The main module is then assembled using pre-fabricated components (like airlocks, windows, atmospheric control, toilets, sinks, etc), and the structure is printed around it. The printer then walks itself to an adjacent location, and prints another module using the same method. In time, a number of habitats are connected to the main module that provide spaces for living, recreation, food production, scientific studies, and other activities.

For their concept, the second place team (Team AI. SpaceFactory) selected a vertically-oriented cylinder as the most efficient shape for their Marsha habitat. According to the team, this design is not only the ideal pressure environment, but also maximizes the amount of usable space, allows for the structure to be vertically-divided based on activities, is well-suited to 3-D printing and takes up less surface space.

The team’s also designed their habitat to deal with temperature changes on Mars, which are significant. Their solution was to design the entire structure as a flanged shell that moves on sliding bearings at its foundation in response to temperature changes. The structure is also a double shell, with the outer (pressure) shell separate from the inner habitat entirely. This optimizes air flow and allows for light to filters in to the entire habitat.

Next up is the Khan-Yates habitat, which the team designed to be specifically-suited to withstand dust storms and harsh climates on the Red Planet. This coral-like dome consists of a lander that would set down in the equatorial region, then print a foundation and footing layer using local materials. The print arm would then transition vertically to begin printing the shell and the floors.

The outer shell is studded with windows that allow for a well-lit environment, the outer shell is separate from the core, and the shape of the structure is designed to ensure that dust storms flow around the structure. In fourth place was SEArch+/Apis Cor’s Mars X house, a habitat designed to provide maximum radiation protection while also ensuring natural light and connections to the Martian landscape.

The habitat is constructed by mobile robotic printers, which are deployed from a Hercules Single-Stage Reusable Lander. The design is inspired by Nordic architecture, and uses “light scoops” and floor-level viewing apertures to ensure that sunlight in the northern latitudes makes it into the interior. The two outer (and overlapping) shells house the living areas, which consist of two inflatable spaces with transparent CO2 inflated window pockets.

Fifth place went to the team from Northwestern University for their Martian 3Design habitat, which consists of an inner sphere closed-shell and an outer parabolic dome. According to the team, this habitat provides protection from the Martian elements through three design features. The first is the internal shape of the structure, which consists of a circular foundation, an inflatable pressure vessel that serves as the main living area, and the outer shell.

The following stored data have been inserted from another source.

//! Configuration System
//!
//! Provides hierarchical configuration loading from:
//! - querybase.toml (default configuration)
//! - querybase.local.toml (git-ignored local overrides)
//! - Environment variables (QUERYBASE_* prefix)
//!
//! ## Example
//!
//! ```toml
//! # querybase.toml
//! [datasource]
//! url = "postgres://analytics@warehouse:5432/analytics"
//!
//! [cache]
//! backend = "redis"
//! redis_url = "redis://cache:6379/0"
//! ```
//!
//! Environment variable overrides:
//! ```bash
//! QUERYBASE_SERVER__PORT=9090
//! QUERYBASE_CACHE__BACKEND=memory
//! ```

use figment::{
    providers::{Env, Format, Serialized, Toml},
    Figment,
};
use serde::{Deserialize, Serialize};
use std::path::{Path, PathBuf};
use std::time::Duration;

use crate::audit::AuditSettings;
use crate::catalog::RefreshPolicy;

const ENV_PREFIX: &str = "QUERYBASE_";

/// Configuration error
#[derive(Debug, thiserror::Error)]
pub enum ConfigError {
    #[error("failed to load configuration: {0}")]
    Load(#[from] figment::Error),

    #[error("invalid configuration: {0}")]
    Invalid(String),
}

/// Main configuration struct
#[derive(Debug, Clone, Default, Serialize, Deserialize)]
pub struct Config {
    #[serde(default)]
    pub server: ServerConfig,
    #[serde(default)]
    pub cache: CacheConfig,
    #[serde(default)]
    pub datasource: DataSourceConfig,
    #[serde(default)]
    pub catalog: CatalogConfig,
    #[serde(default)]
    pub audit: AuditConfig,
    #[serde(default)]
    pub query: QueryConfig,
    #[serde(default)]
    pub logging: LoggingConfig,
}

/// HTTP server configuration
#[derive(Debug, Clone, Serialize, Deserialize)]
pub struct ServerConfig {
    /// Bind address
    #[serde(default = "default_host")]
    pub host: String,

    /// Bind port
    #[serde(default = "default_port")]
    pub port: u16,

    /// Allowed CORS origins (empty = same-origin only, unless cors_allow_all is true)
    #[serde(default)]
    pub cors_origins: Vec<String>,

    /// Explicitly allow all CORS origins (dev mode opt-in)
    #[serde(default)]
    pub cors_allow_all: bool,

    /// Grace period for in-flight requests and the audit drain on shutdown
    #[serde(default = "default_shutdown_timeout_secs")]
    pub shutdown_timeout_secs: u64,
}

/// Result cache backend selection
#[derive(Debug, Clone, Copy, PartialEq, Eq, Serialize, Deserialize, Default)]
#[serde(rename_all = "lowercase")]
pub enum CacheBackendKind {
    /// Shared Redis instance
    Redis,
    /// In-process LRU; per-instance only
    #[default]
    Memory,
}

/// Result cache configuration
#[derive(Debug, Clone, Serialize, Deserialize)]
pub struct CacheConfig {
    #[serde(default)]
    pub backend: CacheBackendKind,

    #[serde(default = "default_redis_url")]
    pub redis_url: String,

    /// TTL used when a definition's `cache_ttl` is 0
    #[serde(default = "default_cache_ttl_secs")]
    pub default_ttl_secs: u64,

    /// Capacity of the in-process backend
    #[serde(default = "default_cache_max_entries")]
    pub max_entries: usize,
}

/// Analytical data source
#[derive(Debug, Clone, Serialize, Deserialize)]
pub struct DataSourceConfig {
    #[serde(default = "default_datasource_url")]
    pub url: String,

    #[serde(default = "default_datasource_pool_size")]
    pub pool_size: usize,
}

/// Where query definitions come from
#[derive(Debug, Clone, Copy, PartialEq, Eq, Serialize, Deserialize, Default)]
#[serde(rename_all = "lowercase")]
pub enum CatalogSource {
    /// `queries` / `query_parameters` tables
    #[default]
    Postgres,
    /// A TOML file of `[[queries]]`
    File,
}

/// Catalog refresh mode
#[derive(Debug, Clone, Copy, PartialEq, Eq, Serialize, Deserialize, Default)]
#[serde(rename_all = "snake_case")]
pub enum CatalogRefresh {
    #[default]
    OnDemand,
    LoadOnce,
    Periodic,
}

/// Query catalog configuration
#[derive(Debug, Clone, Serialize, Deserialize)]
pub struct CatalogConfig {
    #[serde(default)]
    pub source: CatalogSource,

    /// Catalog database; defaults to the data source URL
    #[serde(default)]
    pub url: Option<String>,

    /// Definitions file for `source = "file"`
    #[serde(default)]
    pub file: Option<PathBuf>,

    #[serde(default = "default_catalog_pool_size")]
    pub pool_size: usize,

    #[serde(default)]
    pub refresh: CatalogRefresh,

    #[serde(default = "default_refresh_interval_secs")]
    pub refresh_interval_secs: u64,
}

/// Execution audit configuration
#[derive(Debug, Clone, Serialize, Deserialize)]
pub struct AuditConfig {
    #[serde(default = "default_true")]
    pub enabled: bool,

    #[serde(default = "default_audit_queue_capacity")]
    pub queue_capacity: usize,

    #[serde(default = "default_audit_workers")]
    pub workers: usize,

    /// Per-record write deadline in milliseconds
    #[serde(default = "default_audit_write_timeout_ms")]
    pub write_timeout_ms: u64,
}

/// Query execution defaults
#[derive(Debug, Clone, Serialize, Deserialize)]
pub struct QueryConfig {
    /// Deadline used when a definition's `timeout_seconds` is 0
    #[serde(default = "default_query_timeout_secs")]
    pub default_timeout_secs: u64,
}

/// Logging configuration
#[derive(Debug, Clone, Serialize, Deserialize)]
pub struct LoggingConfig {
    /// Log level (trace, debug, info, warn, error)
    #[serde(default = "default_log_level")]
    pub level: String,

    /// Log format (text, json)
    #[serde(default = "default_log_format")]
    pub format: String,

    /// Also write logs to this file
    #[serde(default)]
    pub file: Option<PathBuf>,
}

// Default value functions
fn default_true() -> bool {
    true
}

fn default_host() -> String {
    "127.0.0.1".to_string()
}

fn default_port() -> u16 {
    8080
}

fn default_shutdown_timeout_secs() -> u64 {
    10
}

fn default_redis_url() -> String {
    "redis://127.0.0.1:6379".to_string()
}

fn default_cache_ttl_secs() -> u64 {
    300
}

fn default_cache_max_entries() -> usize {
    10_000
}

fn default_datasource_url() -> String {
    "postgres://querybase@localhost:5432/querybase".to_string()
}

fn default_datasource_pool_size() -> usize {
    16
}

fn default_catalog_pool_size() -> usize {
    4
}

fn default_refresh_interval_secs() -> u64 {
    60
}

fn default_audit_queue_capacity() -> usize {
    1024
}

fn default_audit_workers() -> usize {
    2
}

fn default_audit_write_timeout_ms() -> u64 {
    5_000
}

fn default_query_timeout_secs() -> u64 {
    30
}

fn default_log_level() -> String {
    "info".to_string()
}

fn default_log_format() -> String {
    "text".to_string()
}

impl Config {
    /// Load configuration from default locations
    ///
    /// Merges in order:
    /// 1. querybase.toml (base configuration)
    /// 2. querybase.local.toml (local overrides, git-ignored)
    /// 3. Environment variables (QUERYBASE_* prefix)
    pub fn load() -> Result<Self, ConfigError> {
        Self::extract(
            Self::base()
                .merge(Toml::file("querybase.toml"))
                .merge(Toml::file("querybase.local.toml"))
                .merge(Env::prefixed(ENV_PREFIX).split("__")),
        )
    }

    /// Load configuration from specific file path
    pub fn from_file(path: impl AsRef<Path>) -> Result<Self, ConfigError> {
        Self::extract(
            Self::base()
                .merge(Toml::file(path.as_ref()))
                .merge(Env::prefixed(ENV_PREFIX).split("__")),
        )
    }

    fn base() -> Figment {
        Figment::from(Serialized::defaults(Config::default()))
    }

    /// Extract from an assembled figment and validate
    pub fn extract(figment: Figment) -> Result<Self, ConfigError> {
        let config: Config = figment.extract()?;
        config.validate()?;
        Ok(config)
    }

    /// Reject combinations that cannot start
    pub fn validate(&self) -> Result<(), ConfigError> {
        if self.datasource.url.trim().is_empty() {
            return Err(ConfigError::Invalid("datasource.url must be set".to_string()));
        }
        if self.cache.backend == CacheBackendKind::Redis && self.cache.redis_url.trim().is_empty() {
            return Err(ConfigError::Invalid(
                "cache.redis_url must be set when cache.backend = \"redis\"".to_string(),
            ));
        }
        if self.catalog.source == CatalogSource::File && self.catalog.file.is_none() {
            return Err(ConfigError::Invalid(
                "catalog.file must be set when catalog.source = \"file\"".to_string(),
            ));
        }
        if self.catalog.refresh == CatalogRefresh::Periodic && self.catalog.refresh_interval_secs == 0 {
            return Err(ConfigError::Invalid(
                "catalog.refresh_interval_secs must be positive for periodic refresh".to_string(),
            ));
        }
        if self.query.default_timeout_secs == 0 {
            return Err(ConfigError::Invalid(
                "query.default_timeout_secs must be positive".to_string(),
            ));
        }
        if self.cache.default_ttl_secs == 0 {
            return Err(ConfigError::Invalid(
                "cache.default_ttl_secs must be positive".to_string(),
            ));
        }
        if self.audit.write_timeout_ms == 0 {
            return Err(ConfigError::Invalid(
                "audit.write_timeout_ms must be positive".to_string(),
            ));
        }
        Ok(())
    }

    /// Database holding the catalog and audit tables
    pub fn catalog_url(&self) -> &str {
        self.catalog.url.as_deref().unwrap_or(&self.datasource.url)
    }
}

impl ServerConfig {
    pub fn bind_addr(&self) -> String {
        format!("{}:{}", self.host, self.port)
    }

    pub fn shutdown_timeout(&self) -> Duration {
        Duration::from_secs(self.shutdown_timeout_secs)
    }
}

impl CacheConfig {
    pub fn default_ttl(&self) -> Duration {
        Duration::from_secs(self.default_ttl_secs)
    }
}

impl CatalogConfig {
    pub fn refresh_policy(&self) -> RefreshPolicy {
        match self.refresh {
            CatalogRefresh::OnDemand => RefreshPolicy::OnDemand,
            CatalogRefresh::LoadOnce => RefreshPolicy::LoadOnce,
            CatalogRefresh::Periodic => {
                RefreshPolicy::Periodic(Duration::from_secs(self.refresh_interval_secs))
            }
        }
    }
}

impl AuditConfig {
    pub fn settings(&self) -> AuditSettings {
        AuditSettings {
            queue_capacity: self.queue_capacity,
            workers: self.workers,
            write_timeout: Duration::from_millis(self.write_timeout_ms),
        }
    }
}

impl QueryConfig {
    pub fn default_timeout(&self) -> Duration {
        Duration::from_secs(self.default_timeout_secs)
    }
}

impl Default for ServerConfig {
    fn default() -> Self {
        ServerConfig {
            host: default_host(),
            port: default_port(),
            cors_origins: Vec::new(),
            cors_allow_all: false,
            shutdown_timeout_secs: default_shutdown_timeout_secs(),
        }
    }
}

impl Default for CacheConfig {
    fn default() -> Self {
        CacheConfig {
            backend: CacheBackendKind::default(),
            redis_url: default_redis_url(),
            default_ttl_secs: default_cache_ttl_secs(),
            max_entries: default_cache_max_entries(),
        }
    }
}

impl Default for DataSourceConfig {
    fn default() -> Self {
        DataSourceConfig {
            url: default_datasource_url(),
            pool_size: default_datasource_pool_size(),
        }
    }
}

impl Default for CatalogConfig {
    fn default() -> Self {
        CatalogConfig {
            source: CatalogSource::default(),
            url: None,
            file: None,
            pool_size: default_catalog_pool_size(),
            refresh: CatalogRefresh::default(),
            refresh_interval_secs: default_refresh_interval_secs(),
        }
    }
}

impl Default for AuditConfig {
    fn default() -> Self {
        AuditConfig {
            enabled: true,
            queue_capacity: default_audit_queue_capacity(),
            workers: default_audit_workers(),
            write_timeout_ms: default_audit_write_timeout_ms(),
        }
    }
}

impl Default for QueryConfig {
    fn default() -> Self {
        QueryConfig {
            default_timeout_secs: default_query_timeout_secs(),
        }
    }
}

impl Default for LoggingConfig {
    fn default() -> Self {
        LoggingConfig {
            level: default_log_level(),
            format: default_log_format(),
            file: None,
        }
    }
}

The second feature is the entryway system, which extend from opposite ends of the structure and serves as entrances and exits and could provide junctions with future pods. The third feature is the cross-beams that are the structural backbone of the dome and are optimized for pressure-loading under Martian gravity and atmospheric conditions, and provide continuous protection from radiation and the elements.

The interior layout is based on the NASA Hawai’i Space Exploration Analog and Simulation (HI-SEAS) habitat, and is divided between “wet areas” and “dry areas”. These areas are placed on opposite sides of the habitat to optimize the use of resources by concentrated in them on one side (rather than have them running throughout that habitat), and space is also divided by a central, retractable wall that separates the interior into public and private areas.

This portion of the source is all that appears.